The comments on the timing of an exit from negative rate policy did not suggest either that it was imminent this month. He stated that they may not be at stage to emphasize an exit and believes it is important to communicate beforehand for a smooth exit. He stated that it was too early to do an exit simulation. Still, heightened nervousness over the BoJ exiting negative rate policy soon is clearly having an impact on the performance of the JGB market overnight. The 10-year JGB yield has risen by around 10bps which is the most in a year. The latest 30-year JGB auction also drew the lowest bid-cover ratio since 2015. The developments support our current short USD/JPY trade idea (click here). Our analysts were already expecting the BoJ to exit negative rate policy at the start of next year in January helping to narrow the policy divergence  between the BoJ and other major central banks. Recently the move lower in USD/JPY has been mainly driven by the fall in US yields as market participants moved to price in earlier and deeper Fed rate cuts during next year. The release yesterday of the weaker than expected ADP survey for November revealing that private employment increased by only 103k has supported those expectations although doubts remain over accuracy of the ADP survey as a leading indicator of payrolls.              

LEVERAGED FUNDS HAVE BUILT UP ELEVATED SHORT JPY POSITIONS

Source: Bloomberg, Macrobond & MUFG GMR

CAD: BoC policy update does not alter expectations for rate cuts next year

The BoC’s last policy update of 2023 had limited immediate impact on the performance of the Canadian dollar. According to Bloomberg, it was the smaller percentage percentage move for USD/CAD in the first 30 minutes (-0.06%) following a BoC policy decision this year. The updated policy guidance has not materially altered market expectations for the BoC to begin a rate cutting cycle next year. The Canadian rate market is still fully pricing in the first rate cut at the April policy meeting, and around 110bps of cuts in total to be delivered by the end of next year. It is roughly similar to what is priced in for the Fed which is consistent with previous cycles when the BoC and Fed have tended to adjust policy alongside each other.

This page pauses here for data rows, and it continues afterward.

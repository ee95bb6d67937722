//! Domain DTOs for the kitchen API.
//!
//! # Design
//! These types mirror the mock-server's schema but are defined independently;
//! integration tests catch any schema drift between the two crates. Date
//! fields use the API's fixed UTC format with microsecond precision.

use chrono::{DateTime, Utc};
use serde::{Deserialize, Serialize};

/// Serde adapter for the API's `yyyy-MM-dd'T'HH:mm:ss.SSSSSS'Z'` timestamps.
pub mod wire_date {
    use chrono::{DateTime, NaiveDateTime, Utc};
    use serde::{Deserialize, Deserializer, Serializer};

    pub const FORMAT: &str = "%Y-%m-%dT%H:%M:%S%.6fZ";

    pub fn format(date: &DateTime<Utc>) -> String {
        date.format(FORMAT).to_string()
    }

    pub fn parse(s: &str) -> Result<DateTime<Utc>, chrono::ParseError> {
        NaiveDateTime::parse_from_str(s, FORMAT).map(|naive| naive.and_utc())
    }

    pub fn serialize<S: Serializer>(date: &DateTime<Utc>, serializer: S) -> Result<S::Ok, S::Error> {
        serializer.serialize_str(&format(date))
    }

    pub fn deserialize<'de, D: Deserializer<'de>>(deserializer: D) -> Result<DateTime<Utc>, D::Error> {
        let raw = String::deserialize(deserializer)?;
        parse(&raw).map_err(serde::de::Error::custom)
    }

    /// Same format for optional fields.
    pub mod option {
        use chrono::{DateTime, Utc};
        use serde::{Deserialize, Deserializer, Serializer};

        pub fn serialize<S: Serializer>(
            date: &Option<DateTime<Utc>>,
            serializer: S,
        ) -> Result<S::Ok, S::Error> {
            match date {
                Some(date) => super::serialize(date, serializer),
                None => serializer.serialize_none(),
            }
        }

        pub fn deserialize<'de, D: Deserializer<'de>>(
            deserializer: D,
        ) -> Result<Option<DateTime<Utc>>, D::Error> {
            Option::<String>::deserialize(deserializer)?
                .map(|raw| super::parse(&raw).map_err(serde::de::Error::custom))
                .transpose()
        }
    }
}

/// Login payload.
#[derive(Debug, Clone, Serialize, Deserialize, PartialEq, Eq)]
pub struct Credentials {
    pub username: String,
    pub password: String,
}

/// Registration payload.
#[derive(Debug, Clone, Serialize, Deserialize, PartialEq, Eq)]
pub struct Registration {
    pub username: String,
    pub email: String,
    pub password: String,
}

/// A user profile.
#[derive(Debug, Clone, Serialize, Deserialize, PartialEq, Eq)]
pub struct User {
    pub id: i64,
    pub username: String,
    #[serde(default, skip_serializing_if = "Option::is_none")]
    pub email: Option<String>,
    #[serde(default, skip_serializing_if = "Option::is_none")]
    pub avatar: Option<String>,
    #[serde(default, with = "wire_date::option", skip_serializing_if = "Option::is_none")]
    pub created_at: Option<DateTime<Utc>>,
}

/// Tokens (and optionally the profile) returned by login and register.
#[derive(Debug, Clone, Serialize, Deserialize, PartialEq, Eq)]
pub struct AuthResponse {
    pub access_token: String,
    pub refresh_token: String,
    #[serde(default, skip_serializing_if = "Option::is_none")]
    pub user: Option<User>,
}

/// A remote data record (a shared recipe card on the server).
#[derive(Debug, Clone, Serialize, Deserialize, PartialEq, Eq)]
pub struct DataItem {
    pub id: i64,
    pub title: String,
    #[serde(default, skip_serializing_if = "Option::is_none")]
    pub content: Option<String>,
    #[serde(default, skip_serializing_if = "Option::is_none")]
    pub image_url: Option<String>,
    #[serde(with = "wire_date")]
    pub created_at: DateTime<Utc>,
}

/// One page of a list endpoint.
#[derive(Debug, Clone, Serialize, Deserialize, PartialEq, Eq)]
pub struct Paginated<T> {
    pub items: Vec<T>,
    pub total: u64,
    pub page: u32,
    pub limit: u32,
}

/// Result of an image or file upload.
#[derive(Debug, Clone, Serialize, Deserialize, PartialEq, Eq)]
pub struct UploadResult {
    pub url: String,
    #[serde(default, skip_serializing_if = "Option::is_none")]
    pub file_name: Option<String>,
}
//! HTTP request descriptors and raw responses as plain data.
//!
//! # Design
//! The catalog builds `HttpRequest` values without touching the network and
//! the envelope decoder consumes `HttpResponse` values. Only the transport
//! performs I/O, so everything on either side of it stays deterministic and
//! can be exercised from tests or from a host that executes requests itself.
//!
//! All fields use owned types so values can cross the FFI boundary without
//! lifetime concerns.

use std::fmt;

/// HTTP method for a request.
#[derive(Debug, Clone, Copy, PartialEq, Eq)]
pub enum HttpMethod {
    Get,
    Post,
    Put,
    Delete,
}

impl HttpMethod {
    pub fn as_str(&self) -> &'static str {
        match self {
            HttpMethod::Get => "GET",
            HttpMethod::Post => "POST",
            HttpMethod::Put => "PUT",
            HttpMethod::Delete => "DELETE",
        }
    }
}

impl fmt::Display for HttpMethod {
    fn fmt(&self, f: &mut fmt::Formatter<'_>) -> fmt::Result {
        f.write_str(self.as_str())
    }
}

/// One named part of a multipart form.
#[derive(Debug, Clone, PartialEq, Eq)]
pub struct Part {
    pub name: String,
    pub file_name: String,
    pub mime_type: String,
    pub bytes: Vec<u8>,
}

/// A `multipart/form-data` payload. The boundary is fixed at construction so
/// the encoded body and the `Content-Type` header always agree.
#[derive(Debug, Clone, PartialEq, Eq)]
pub struct MultipartForm {
    boundary: String,
    parts: Vec<Part>,
}

impl MultipartForm {
    pub fn new() -> Self {
        Self {
            boundary: format!("kitchen-{}", uuid::Uuid::new_v4().simple()),
            parts: Vec::new(),
        }
    }

    pub fn with_part(mut self, part: Part) -> Self {
        self.parts.push(part);
        self
    }

    pub fn boundary(&self) -> &str {
        &self.boundary
    }

    pub fn parts(&self) -> &[Part] {
        &self.parts
    }

    pub fn content_type(&self) -> String {
        format!("multipart/form-data; boundary={}", self.boundary)
    }

    /// Encode the form into its wire representation.
    pub fn encode(&self) -> Vec<u8> {
        let mut out = Vec::new();
        for part in &self.parts {
            out.extend_from_slice(format!("--{}\r\n", self.boundary).as_bytes());
            out.extend_from_slice(
                format!(
                    "Content-Disposition: form-data; name=\"{}\"; filename=\"{}\"\r\n",
                    quoted(&part.name),
                    quoted(&part.file_name)
                )
                .as_bytes(),
            );
            out.extend_from_slice(format!("Content-Type: {}\r\n\r\n", part.mime_type).as_bytes());
            out.extend_from_slice(&part.bytes);
            out.extend_from_slice(b"\r\n");
        }
        out.extend_from_slice(format!("--{}--\r\n", self.boundary).as_bytes());
        out
    }
}

/// Percent-encode the characters that would end a quoted header parameter
/// or the header line itself.
fn quoted(value: &str) -> String {
    let mut out = String::with_capacity(value.len());
    for c in value.chars() {
        match c {
            '"' => out.push_str("%22"),
            '\r' => out.push_str("%0D"),
            '\n' => out.push_str("%0A"),
            c => out.push(c),
        }
    }
    out
}

impl Default for MultipartForm {
    fn default() -> Self {
        Self::new()
    }
}

/// Request payload.
#[derive(Debug, Clone, PartialEq, Eq)]
pub enum RequestBody {
    Json(String),
    Multipart(MultipartForm),
}

impl RequestBody {
    pub fn content_type(&self) -> String {
        match self {
            RequestBody::Json(_) => "application/json".to_string(),
            RequestBody::Multipart(form) => form.content_type(),
        }
    }

    pub fn to_bytes(&self) -> Vec<u8> {
        match self {
            RequestBody::Json(json) => json.as_bytes().to_vec(),
            RequestBody::Multipart(form) => form.encode(),
        }
    }
}

/// A fully resolved outbound HTTP call.
///
/// Built by `KitchenClient::build`. The transport attaches auth and content
/// headers to its own copy, so a descriptor is never mutated after dispatch.
#[derive(Debug, Clone, PartialEq, Eq)]
pub struct HttpRequest {
    pub method: HttpMethod,
    pub url: String,
    pub headers: Vec<(String, String)>,
    pub body: Option<RequestBody>,
}

impl HttpRequest {
    pub fn header(&self, name: &str) -> Option<&str> {
        self.headers
            .iter()
            .find(|(k, _)| k.eq_ignore_ascii_case(name))
            .map(|(_, v)| v.as_str())
    }
}

/// An HTTP response described as plain data.
#[derive(Debug, Clone, PartialEq, Eq)]
pub struct HttpResponse {
    pub status: u16,
    pub headers: Vec<(String, String)>,
    pub body: String,
}

impl HttpResponse {
    pub fn is_success(&self) -> bool {
        (200..300).contains(&self.status)
    }
}

/// Why the HTTP library could not produce a response at all.
#[derive(Debug, Clone, Copy, PartialEq, Eq)]
pub enum FailureKind {
    NotConnected,
    ConnectionLost,
    TimedOut,
    BadUrl,
    UnsupportedUrl,
    Other,
}

/// A transport-level failure, before classification into `ApiError`.
#[derive(Debug, Clone, PartialEq, Eq)]
pub struct TransportFailure {
    pub kind: FailureKind,
    pub message: String,
}

impl TransportFailure {
    pub fn new(kind: FailureKind, message: impl Into<String>) -> Self {
        Self {
            kind,
            message: message.into(),
        }
    }
}

impl fmt::Display for TransportFailure {
    fn fmt(&self, f: &mut fmt::Formatter<'_>) -> fmt::Result {
        write!(f, "{:?}: {}", self.kind, self.message)
    }
}
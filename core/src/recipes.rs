//! Recipes kept in the local store.

use std::sync::Arc;

use chrono::{DateTime, SubsecRound, Utc};
use rusqlite::{params, OptionalExtension, Row};
use serde::{Deserialize, Serialize};

use crate::store::{Store, StoreError};
use crate::types::wire_date;

#[derive(Debug, Clone, PartialEq, Eq, Serialize, Deserialize)]
pub struct Recipe {
    pub id: i64,
    pub name: String,
    pub cuisine: Option<String>,
    #[serde(with = "wire_date")]
    pub created_at: DateTime<Utc>,
}

/// A recipe that has not been saved yet.
#[derive(Debug, Clone, PartialEq, Eq, Serialize, Deserialize)]
pub struct NewRecipe {
    pub name: String,
    #[serde(default)]
    pub cuisine: Option<String>,
}

impl NewRecipe {
    pub fn new(name: impl Into<String>) -> Self {
        Self {
            name: name.into(),
            cuisine: None,
        }
    }

    pub fn with_cuisine(mut self, cuisine: impl Into<String>) -> Self {
        self.cuisine = Some(cuisine.into());
        self
    }
}

const COLUMNS: &str = "id, name, cuisine, created_at";
const INSERT: &str = "INSERT INTO recipes (name, cuisine, created_at) VALUES (?1, ?2, ?3)";

fn from_row(row: &Row<'_>) -> rusqlite::Result<Recipe> {
    Ok(Recipe {
        id: row.get(0)?,
        name: row.get(1)?,
        cuisine: row.get(2)?,
        created_at: row.get(3)?,
    })
}

fn now() -> DateTime<Utc> {
    // Microseconds, matching the wire date format.
    Utc::now().trunc_subsecs(6)
}

#[derive(Debug, Clone)]
pub struct RecipeRepository {
    store: Arc<Store>,
}

impl RecipeRepository {
    pub fn new(store: Arc<Store>) -> Self {
        Self { store }
    }

    pub fn insert(&self, recipe: &NewRecipe) -> Result<Recipe, StoreError> {
        let created_at = now();
        let id = self.store.write(|conn| {
            conn.execute(INSERT, params![recipe.name, recipe.cuisine, created_at])?;
            Ok(conn.last_insert_rowid())
        })?;
        Ok(Recipe {
            id,
            name: recipe.name.clone(),
            cuisine: recipe.cuisine.clone(),
            created_at,
        })
    }

    /// Insert all of `recipes` or none of them.
    pub fn insert_all(&self, recipes: &[NewRecipe]) -> Result<Vec<Recipe>, StoreError> {
        let created_at = now();
        self.store.write_transaction(|tx| {
            let mut stmt = tx.prepare(INSERT)?;
            let mut saved = Vec::with_capacity(recipes.len());
            for recipe in recipes {
                let id = stmt.insert(params![recipe.name, recipe.cuisine, created_at])?;
                saved.push(Recipe {
                    id,
                    name: recipe.name.clone(),
                    cuisine: recipe.cuisine.clone(),
                    created_at,
                });
            }
            Ok(saved)
        })
    }

    pub fn get(&self, id: i64) -> Result<Option<Recipe>, StoreError> {
        self.store.read(|conn| {
            conn.query_row(
                &format!("SELECT {COLUMNS} FROM recipes WHERE id = ?1"),
                [id],
                from_row,
            )
            .optional()
        })
    }

    /// Every recipe, newest first.
    pub fn list(&self) -> Result<Vec<Recipe>, StoreError> {
        self.store.read(|conn| {
            let mut stmt = conn.prepare(&format!(
                "SELECT {COLUMNS} FROM recipes ORDER BY created_at DESC, id DESC"
            ))?;
            let rows = stmt.query_map([], from_row)?;
            rows.collect()
        })
    }

    pub fn find_by_cuisine(&self, cuisine: &str) -> Result<Vec<Recipe>, StoreError> {
        self.store.read(|conn| {
            let mut stmt = conn.prepare(&format!(
                "SELECT {COLUMNS} FROM recipes WHERE cuisine = ?1 ORDER BY name"
            ))?;
            let rows = stmt.query_map([cuisine], from_row)?;
            rows.collect()
        })
    }

    /// Overwrite name and cuisine. Returns false if no such recipe exists.
    pub fn update(&self, recipe: &Recipe) -> Result<bool, StoreError> {
        let changed = self.store.write(|conn| {
            conn.execute(
                "UPDATE recipes SET name = ?1, cuisine = ?2 WHERE id = ?3",
                params![recipe.name, recipe.cuisine, recipe.id],
            )
        })?;
        Ok(changed > 0)
    }

    pub fn delete(&self, id: i64) -> Result<bool, StoreError> {
        let changed = self
            .store
            .write(|conn| conn.execute("DELETE FROM recipes WHERE id = ?1", [id]))?;
        Ok(changed > 0)
    }

    pub fn count(&self) -> Result<u64, StoreError> {
        let count: i64 = self
            .store
            .read(|conn| conn.query_row("SELECT COUNT(*) FROM recipes", [], |row| row.get(0)))?;
        Ok(count.max(0) as u64)
    }
}

#[cfg(test)]
mod tests {
    use super::*;
    use crate::store::DEFAULT_DATABASE_FILE;

    fn repository() -> (tempfile::TempDir, RecipeRepository) {
        let dir = tempfile::tempdir().unwrap();
        let store = Store::new(dir.path());
        store.setup(DEFAULT_DATABASE_FILE).unwrap();
        (dir, RecipeRepository::new(Arc::new(store)))
    }

    #[test]
    fn insert_then_get() {
        let (_dir, repo) = repository();
        let saved = repo
            .insert(&NewRecipe::new("Pad Thai").with_cuisine("Thai"))
            .unwrap();
        assert!(saved.id > 0);
        assert_eq!(repo.get(saved.id).unwrap(), Some(saved));
    }

    #[test]
    fn get_missing_is_none() {
        let (_dir, repo) = repository();
        assert_eq!(repo.get(42).unwrap(), None);
    }

    #[test]
    fn list_is_newest_first() {
        let (_dir, repo) = repository();
        let first = repo.insert(&NewRecipe::new("Soup")).unwrap();
        let second = repo.insert(&NewRecipe::new("Bread")).unwrap();
        let ids: Vec<i64> = repo.list().unwrap().into_iter().map(|r| r.id).collect();
        assert_eq!(ids, vec![second.id, first.id]);
    }

    #[test]
    fn update_and_delete() {
        let (_dir, repo) = repository();
        let mut recipe = repo.insert(&NewRecipe::new("Tacos")).unwrap();
        recipe.cuisine = Some("Mexican".into());
        assert!(repo.update(&recipe).unwrap());
        assert_eq!(
            repo.get(recipe.id).unwrap().unwrap().cuisine.as_deref(),
            Some("Mexican")
        );

        assert!(repo.delete(recipe.id).unwrap());
        assert!(!repo.delete(recipe.id).unwrap());
        assert_eq!(repo.count().unwrap(), 0);
    }

    #[test]
    fn update_missing_reports_false() {
        let (_dir, repo) = repository();
        let ghost = Recipe {
            id: 999,
            name: "Ghost".into(),
            cuisine: None,
            created_at: now(),
        };
        assert!(!repo.update(&ghost).unwrap());
    }

    #[test]
    fn insert_all_and_filter() {
        let (_dir, repo) = repository();
        let saved = repo
            .insert_all(&[
                NewRecipe::new("Ramen").with_cuisine("Japanese"),
                NewRecipe::new("Paella").with_cuisine("Spanish"),
                NewRecipe::new("Gyoza").with_cuisine("Japanese"),
            ])
            .unwrap();
        assert_eq!(saved.len(), 3);
        assert_eq!(repo.count().unwrap(), 3);

        let names: Vec<String> = repo
            .find_by_cuisine("Japanese")
            .unwrap()
            .into_iter()
            .map(|r| r.name)
            .collect();
        assert_eq!(names, vec!["Gyoza", "Ramen"]);
    }

    #[test]
    fn serializes_with_wire_dates() {
        let (_dir, repo) = repository();
        let saved = repo.insert(&NewRecipe::new("Curry")).unwrap();
        let json = serde_json::to_value(&saved).unwrap();
        assert!(json["created_at"].as_str().unwrap().ends_with('Z'));
        let back: Recipe = serde_json::from_value(json).unwrap();
        assert_eq!(back, saved);
    }
}
//! HTTP client for the chat server: history reads and AI chat.
//!
//! Both calls are plain request/response - no retry, no timeout. The
//! `ChatBackend` trait is the seam the reducer shell is tested through.

use std::fmt;

use async_trait::async_trait;
use log::{debug, info};

use super::types::{AiChatRequest, AiChatResponse, HistoryRecord};

/// Errors from the chat server's HTTP API.
#[derive(Debug)]
pub enum ApiError {
    /// Network-level failure (DNS, connection refused, reset).
    Network(String),
    /// The server answered with a non-success status.
    Api { status: u16, message: String },
    /// The response body didn't match the expected shape.
    Parse(String),
}

impl fmt::Display for ApiError {
    fn fmt(&self, f: &mut fmt::Formatter<'_>) -> fmt::Result {
        match self {
            ApiError::Network(msg) => write!(f, "network error: {msg}"),
            ApiError::Api { status, message } => {
                write!(f, "API error (HTTP {status}): {message}")
            }
            ApiError::Parse(msg) => write!(f, "parse error: {msg}"),
        }
    }
}

impl std::error::Error for ApiError {}

/// The chat server's request/response surface.
#[async_trait]
pub trait ChatBackend: Send + Sync {
    /// Fetch stored messages for a session, oldest first.
    async fn history(&self, session_id: &str) -> Result<Vec<HistoryRecord>, ApiError>;

    /// Send one message to the AI companion and return its reply.
    async fn ai_reply(&self, message: &str, session_id: &str) -> Result<String, ApiError>;
}

/// Reqwest-backed implementation against a configured base URL.
pub struct ApiClient {
    base_url: String,
    client: reqwest::Client,
}

impl ApiClient {
    pub fn new(base_url: impl Into<String>) -> Self {
        let base_url = base_url.into().trim_end_matches('/').to_string();
        Self {
            base_url,
            client: reqwest::Client::new(),
        }
    }

    pub fn base_url(&self) -> &str {
        &self.base_url
    }
}

#[async_trait]
impl ChatBackend for ApiClient {
    async fn history(&self, session_id: &str) -> Result<Vec<HistoryRecord>, ApiError> {
        let url = format!("{}/api/history/{}", self.base_url, session_id);
        debug!("Fetching history: {}", url);

        let response = self
            .client
            .get(&url)
            .send()
            .await
            .map_err(|e| ApiError::Network(e.to_string()))?;

        if !response.status().is_success() {
            let status = response.status().as_u16();
            let message = response
                .text()
                .await
                .unwrap_or_else(|_| "unknown error".to_string());
            return Err(ApiError::Api { status, message });
        }

        let records: Vec<HistoryRecord> = response
            .json()
            .await
            .map_err(|e| ApiError::Parse(e.to_string()))?;
        info!("History loaded: {} records for {}", records.len(), session_id);
        Ok(records)
    }

    async fn ai_reply(&self, message: &str, session_id: &str) -> Result<String, ApiError> {
        let url = format!("{}/api/chat/ai", self.base_url);
        let body = AiChatRequest {
            message: message.to_string(),
            session_id: session_id.to_string(),
        };
        debug!("AI chat request: session={}", session_id);

        let response = self
            .client
            .post(&url)
            .json(&body)
            .send()
            .await
            .map_err(|e| ApiError::Network(e.to_string()))?;

        if !response.status().is_success() {
            let status = response.status().as_u16();
            let message = response
                .text()
                .await
                .unwrap_or_else(|_| "unknown error".to_string());
            return Err(ApiError::Api { status, message });
        }

        let reply: AiChatResponse = response
            .json()
            .await
            .map_err(|e| ApiError::Parse(e.to_string()))?;
        Ok(reply.response)
    }
}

While the BoC’s policy guidance continued to signal that they remain prepared to raise the policy rate further if needed, recent evidence of slowing inflation and weak economic growth are casting serious doubts on the need to maintain the current restrictive policy rate. At 5.00% the policy rate is already well above the BoC’s estimate of the neutral rate between 2.00% and 3.00%. In the updated policy statement, the BoC acknowledged that higher interest rates are clearly restraining spending. They noted that consumption growth has been close to zero in the last two quarters, and business investment has been essentially flat over the past year. The data gives the BoC more confidence that Canada’s economy has moved into modest excess supply in Q4 and likely to increase further through most of 2024 as forecast back in the October Monetary Policy Rate.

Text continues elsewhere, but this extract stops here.